Il est difficile de dire plus de choses en moins de mots. L’étendue des sacrifices faits par la Chambre des Lords est si grande qu’on ne la mesure pas sans quelque surprise : si ces projets de résolution passent définitivement dans le domaine constitutionnel, la Chambre des Lords britannique aura moins de pouvoirs que notre Sénat français. Il devient, en tout cas, difficile, ou pour mieux dire impossible de lui attribuer des prétentions excessives, et de l’accuser, avec M. Winston Churchill, de s’arroger le droit exclusif de gouverner 40 millions d’hommes : L’origine du conflit actuel est dans le droit que revendiquait la Chambre des Lords, d’accepter, d’amender, de rejeter les lois de finance comme les autres. L’exercice de ce droit était d’ailleurs presque tombé en désuétude : cependant la Chambre en a usé contre le budget de M. Lloyd George ; Elle ne pourra plus rien faire de semblable, après le vote de la résolution de lord Lansdowne : la Chambre, en effet, renonce en bloc à tous ses droits en matière fiscale.

Lord Lansdowne fait pourtant une réserve qui semble très légitime. Il arrive souvent qu’une loi financière touche à des objets qui ne sont pas financiers. Avec la meilleure volonté et la plus parfaite bonne foi du monde, il n’est pas toujours facile de distinguer les uns des autres ; tandis qu’avec un peu moins de bonne foi, il est extrêmement facile de faire le mélange et la confusion. La plupart des lois politiques, sinon toutes, entraînent dans leur application des mesures fiscales, et des lois fiscales peuvent avoir des conséquences politiques et sociales très profondes. Si la Chambre des Lords renonçait à son droit de contrôle sur tous les projets de loi auxquels serait jointe une demande de crédits, son action législative et politique serait réduite à peu près à rien. Aussi ne va-t-elle pas jusque-là. Le Parliament bill avait résolu la difficulté d’une façon sommaire et vraiment simple. « Quand un projet de loi auquel la Chambre des Lords n’a pas donné son consentement est présenté, avait-il dit, à l’assentiment de Sa Majesté sous forme d’un projet de loi de finance, ce projet sera accompagné d’un certificat du speaker de la Chambre des Communes attestant que c’est un projet de finance. » Ainsi le speaker de la Chambre des Communes, représentant officiel de ladite Chambre, résoudrait à lui tout seul une question aussi complexe, et il lui suffirait de donner à une loi un « certificat » de sa main pour que le Roi n’eût plus qu’à contresigner. Le gouvernement a reconnu lui-même qu’il était allé trop loin sur ce point : c’est le seul du Parliament bill qu’il se soit montré disposé à modifier. Lord Lansdowne propose une procédure qui donne un peu plus de garanties à la Chambre des Lords, mais, bien peu encore : le dernier mot doit rester, en effet, au speaker de la Chambre des Communes qui intervient entre les représentans des deux Chambres pour les départager s’il y a lieu, et il y aura lieu de le faire presque toujours. En vérité, la Chambre des Lords se désarme ici presque complètement ; elle y met plus de formes et de décence que ne l’avait fait le Parliament bill ; mais dans les deux systèmes, à peu de choses près, le résultat est le même.

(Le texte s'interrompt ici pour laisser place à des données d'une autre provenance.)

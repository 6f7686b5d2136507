//! HTTP middleware stack for the API.
//!
//! # Middleware Order (outermost first)
//!
//! 1. Sentry layers (hub per request, transaction)
//! 2. `TraceLayer` (request span)
//! 3. Request ID (recorded into the span, echoed in the response)
//! 4. CORS
//! 5. Rate limiting (checkout route only)
//!
//! Authentication is done per handler with the [`RequireMerchant`] and
//! [`RequireAdmin`] extractors.

pub mod auth;
pub mod rate_limit;
pub mod request_id;

pub use auth::{RequireAdmin, RequireMerchant};
pub use rate_limit::checkout_rate_limiter;
pub use request_id::request_id_middleware;
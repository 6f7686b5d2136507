//! Database operations for the ShelfMerch `PostgreSQL` schema.
//!
//! # Schema: `shelfmerch`
//!
//! - `merchant` - Dashboard accounts and their API token hashes
//! - `store` - Merchant storefronts, keyed by unique slug
//! - `store_customer` - End customers, unique per `(store_id, email)`
//! - `store_order` - Orders placed through storefront checkout
//! - `product` - Platform catalogue
//!
//! # Migrations
//!
//! Migrations are stored in `crates/api/migrations/` and run via:
//! ```bash
//! cargo run -p shelfmerch-cli -- migrate
//! ```

pub mod customers;
pub mod merchants;
pub mod orders;
pub mod products;
pub mod stores;

use std::time::Duration;

use secrecy::ExposeSecret;
use sqlx::PgPool;
use sqlx::postgres::PgPoolOptions;
use thiserror::Error;

pub use customers::StoreCustomerRepository;
pub use merchants::MerchantRepository;
pub use orders::StoreOrderRepository;
pub use products::ProductRepository;
pub use stores::StoreRepository;

/// Errors that can occur during repository operations.
#[derive(Debug, Error)]
pub enum RepositoryError {
    /// Database error from sqlx.
    #[error("database error: {0}")]
    Database(#[from] sqlx::Error),

    /// Data in the database is corrupted or invalid.
    #[error("data corruption: {0}")]
    DataCorruption(String),

    /// Requested entity was not found.
    #[error("not found")]
    NotFound,

    /// Constraint violation (e.g., unique slug).
    #[error("constraint violation: {0}")]
    Conflict(String),
}

impl RepositoryError {
    /// Map a unique violation to `Conflict`, anything else to `Database`.
    pub(crate) fn conflict_on_unique(err: sqlx::Error, message: &str) -> Self {
        if let sqlx::Error::Database(ref db_err) = err
            && db_err.is_unique_violation()
        {
            return Self::Conflict(message.to_owned());
        }
        Self::Database(err)
    }
}

/// Page window for list queries.
#[derive(Debug, Clone, Copy, PartialEq, Eq)]
pub struct Page {
    pub limit: i64,
    pub offset: i64,
}

impl Page {
    pub const DEFAULT_LIMIT: i64 = 50;
    pub const MAX_LIMIT: i64 = 100;

    /// Clamp `limit` to `1..=MAX_LIMIT` and `offset` to `>= 0`.
    #[must_use]
    pub fn new(limit: Option<i64>, offset: Option<i64>) -> Self {
        Self {
            limit: limit
                .unwrap_or(Self::DEFAULT_LIMIT)
                .clamp(1, Self::MAX_LIMIT),
            offset: offset.unwrap_or(0).max(0),
        }
    }
}

impl Default for Page {
    fn default() -> Self {
        Self::new(None, None)
    }
}

/// Create a `PostgreSQL` connection pool with sensible defaults.
///
/// # Arguments
///
/// * `database_url` - `PostgreSQL` connection string (wrapped in `SecretString`)
///
/// # Errors
///
/// Returns `sqlx::Error` if the connection cannot be established.
pub async fn create_pool(database_url: &secrecy::SecretString) -> Result<PgPool, sqlx::Error> {
    PgPoolOptions::new()
        .max_connections(10)
        .min_connections(2)
        .acquire_timeout(Duration::from_secs(10))
        .connect(database_url.expose_secret())
        .await
}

Voilà pour les projets de loi financiers ; mais les autres ? Ici encore, nous marchons d’innovations en innovations, et la Chambre des Lords mérite de moins en moins le reproche d’être routinière et rétrograde ; elle va si vite et si loin que nous avons de la peine à la suivre. Chez nous, lorsqu’un différend s’élève entre les deux Chambres au sujet d’un projet de loi, c’est-à-dire lorsqu’un projet est voté par l’une et rejeté par l’autre, il tombe à l’eau, et tout est dit. Les choses se passent rarement ainsi, parce que la Chambre opposante aime mieux d’ordinaire amender le projet que le rejeter ; il retourne alors devant l’autre Chambre, le temps fait son œuvre, les préventions s’effacent ou se modèrent ; enfin, pour peu que le projet de loi en vaille la peine, on se fait des concessions nouvelles et on finit par s’entendre. Mais le droit de rejet reste entier pour l’une et pour l’autre des deux assemblées, et personne n’a encore imaginé d’y porter atteinte.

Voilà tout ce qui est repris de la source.